__Extracted records__.
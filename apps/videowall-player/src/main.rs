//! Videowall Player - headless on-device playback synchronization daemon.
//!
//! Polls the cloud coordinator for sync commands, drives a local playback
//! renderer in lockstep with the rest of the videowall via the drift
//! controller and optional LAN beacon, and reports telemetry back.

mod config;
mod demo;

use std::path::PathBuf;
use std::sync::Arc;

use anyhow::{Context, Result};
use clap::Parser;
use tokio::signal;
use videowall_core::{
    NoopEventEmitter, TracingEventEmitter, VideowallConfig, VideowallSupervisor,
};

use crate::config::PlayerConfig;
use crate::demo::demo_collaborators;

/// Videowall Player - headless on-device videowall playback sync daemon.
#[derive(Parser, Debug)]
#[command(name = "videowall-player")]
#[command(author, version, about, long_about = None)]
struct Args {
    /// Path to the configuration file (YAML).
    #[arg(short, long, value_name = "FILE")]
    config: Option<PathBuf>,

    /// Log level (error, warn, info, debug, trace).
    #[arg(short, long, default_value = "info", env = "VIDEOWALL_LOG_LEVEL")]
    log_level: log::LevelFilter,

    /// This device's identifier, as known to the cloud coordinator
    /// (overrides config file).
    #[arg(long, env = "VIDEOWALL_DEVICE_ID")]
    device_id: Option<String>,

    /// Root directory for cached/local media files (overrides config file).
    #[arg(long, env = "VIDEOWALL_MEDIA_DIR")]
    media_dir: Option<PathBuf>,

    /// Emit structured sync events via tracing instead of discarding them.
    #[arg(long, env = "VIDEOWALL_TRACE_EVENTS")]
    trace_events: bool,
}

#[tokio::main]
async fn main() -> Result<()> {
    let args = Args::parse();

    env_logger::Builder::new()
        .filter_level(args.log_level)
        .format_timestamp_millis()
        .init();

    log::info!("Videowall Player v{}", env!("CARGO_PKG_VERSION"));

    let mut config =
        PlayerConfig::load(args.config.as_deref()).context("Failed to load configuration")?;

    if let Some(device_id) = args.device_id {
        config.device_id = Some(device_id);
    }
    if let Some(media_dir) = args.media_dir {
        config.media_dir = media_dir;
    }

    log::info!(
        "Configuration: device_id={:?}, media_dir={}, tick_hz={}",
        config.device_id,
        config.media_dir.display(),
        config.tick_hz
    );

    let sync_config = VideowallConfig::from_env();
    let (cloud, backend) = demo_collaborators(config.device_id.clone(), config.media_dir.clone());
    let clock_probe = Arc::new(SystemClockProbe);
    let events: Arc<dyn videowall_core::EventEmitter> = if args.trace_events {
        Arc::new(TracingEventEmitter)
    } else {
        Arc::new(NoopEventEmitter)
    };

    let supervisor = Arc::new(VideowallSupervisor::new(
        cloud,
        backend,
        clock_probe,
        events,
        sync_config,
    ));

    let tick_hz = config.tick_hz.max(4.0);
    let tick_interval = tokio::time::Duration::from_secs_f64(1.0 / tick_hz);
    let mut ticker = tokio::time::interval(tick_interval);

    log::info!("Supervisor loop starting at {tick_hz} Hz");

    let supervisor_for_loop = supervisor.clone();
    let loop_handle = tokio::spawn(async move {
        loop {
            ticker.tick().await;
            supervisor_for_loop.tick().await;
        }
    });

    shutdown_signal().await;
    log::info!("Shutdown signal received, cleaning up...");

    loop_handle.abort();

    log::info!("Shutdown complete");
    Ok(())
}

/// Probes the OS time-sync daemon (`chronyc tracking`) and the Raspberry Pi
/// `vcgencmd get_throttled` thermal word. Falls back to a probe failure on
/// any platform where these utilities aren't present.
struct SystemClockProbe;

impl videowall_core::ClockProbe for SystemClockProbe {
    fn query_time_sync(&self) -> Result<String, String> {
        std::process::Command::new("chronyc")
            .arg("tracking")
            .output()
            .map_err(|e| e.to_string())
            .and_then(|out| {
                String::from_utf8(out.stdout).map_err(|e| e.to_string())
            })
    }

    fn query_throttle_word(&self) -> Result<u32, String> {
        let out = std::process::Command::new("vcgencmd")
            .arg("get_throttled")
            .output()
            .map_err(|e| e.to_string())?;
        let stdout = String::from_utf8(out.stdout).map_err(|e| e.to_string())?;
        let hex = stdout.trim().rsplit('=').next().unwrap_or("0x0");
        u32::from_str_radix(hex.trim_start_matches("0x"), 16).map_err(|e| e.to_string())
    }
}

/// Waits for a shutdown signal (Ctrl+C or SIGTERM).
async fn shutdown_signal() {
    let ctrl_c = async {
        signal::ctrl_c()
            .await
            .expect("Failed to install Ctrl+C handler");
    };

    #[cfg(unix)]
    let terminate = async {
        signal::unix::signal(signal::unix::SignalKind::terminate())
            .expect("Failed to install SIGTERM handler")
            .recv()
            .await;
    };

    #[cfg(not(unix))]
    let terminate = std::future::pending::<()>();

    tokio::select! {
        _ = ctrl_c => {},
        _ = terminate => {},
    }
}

__Instructions to follow__.
Take the lines above from the first through the one containing "via the drift" and reproduce them exactly; include nothing else.

__Written reply__.
filename apps/videowall-player/src/main.rs
//! Videowall Player - headless on-device playback synchronization daemon.
//!
//! Polls the cloud coordinator for sync commands, drives a local playback
//! renderer in lockstep with the rest of the videowall via the drift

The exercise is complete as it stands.